A Method to Predict the Yield of Peripheral Blood Stem Cells Collected by Large Volume LeukapheresisChen J1*, Burns K2, Kennedy M3, Segura FJ4, Garcia S4 and Leveque C4
- *Corresponding Author:
- Chen J
Department of Path ology
The Ohio State University Wexner Medical Center
320 W. 12th Avenue, Columbus, OH-43210, USA
E-mail: [email protected]
Received Date: February 28, 2017; Accepted Date: March 24, 2017; Published Date: March 30, 2017
Citation: Chen J, Burns K, Kennedy M, Segura FJ, Garcia S, et al. (2017) A Method to Predict the Yield of Peripheral Blood Stem Cells Collected by Large Volume Leukapheresis. J Blood Lymph 7: 160. doi: 10.4172/2165-7831.1000160
Copyright: © 2017 Chen J, et al. This is an open-access article distributed under the terms of the Creative Commons Attribution License, which permits unrestricted use, distribution, and reproduction in any medium, provided the original author and source are credited.
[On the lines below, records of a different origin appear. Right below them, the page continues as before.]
//! # Maestro Core Kernel
//!
//! Process-wide bootstrap and shared plumbing for the extension core.
//!
//! ## Key Responsibilities & Components:
//!
//! - **Bootstrap**: [`Core`](bootstrap::Core) determines install-vs-
//!   operational mode from the reachability of the persistent memory store
//!   and assembles the thin menu/ACL state.
//! - **Error Handling**: the aggregated [`Error`](error::Error) type and
//!   crate-wide `Result` alias in the `error` submodule.
//! - **Constants**: reserved memory key paths and file names in the
//!   `constants` submodule.
pub mod acl;
pub mod bootstrap;
pub mod constants;
pub mod error;
pub mod menu;

pub use acl::Acl;
pub use bootstrap::{Core, CoreMode};
pub use error::{Error, Result};
pub use menu::{Menu, MenuEntry};

// Test module declaration
#[cfg(test)]
mod tests;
Background: Collection of peripheral blood stem cells (PBSC) by leukapheresis has become the dominant method in allogeneic hematopoietic stem cell donation and also overpassed bone marrow donation in autologous transplantations. The circulating CD34 positive cells immediately prior to PBSC collection strongly correlate with the PBSC yield and have used to monitor donor’s response to bone marrow mobilization. Methods: In this prospective study, a prediction method for PBSC collection that has been used in our facility was provided. Prediction accuracy is evaluated by comparison of predicted CD34 values to real PBSC yield. Results: The prediction method was used to determine first if a standard procedure with 12 L of blood processing could achieve the collection goal. Thirty seven donors were considered to have adequate PBSCs. Thirty four of them had a CD34 count above the target and only one donor had a CD34 count significantly below the target. For the donors whose PBSC were considered inadequate, an extended collection was performed based on the predicted blood volume that needed to be processed. The number of overestimated predictions was essentially the same as the number of underestimated predictions. Conclusion: The proposed prediction method was successful in identifying donors who needed extended collection without causing unnecessary prolongation of the leukapheresis procedure.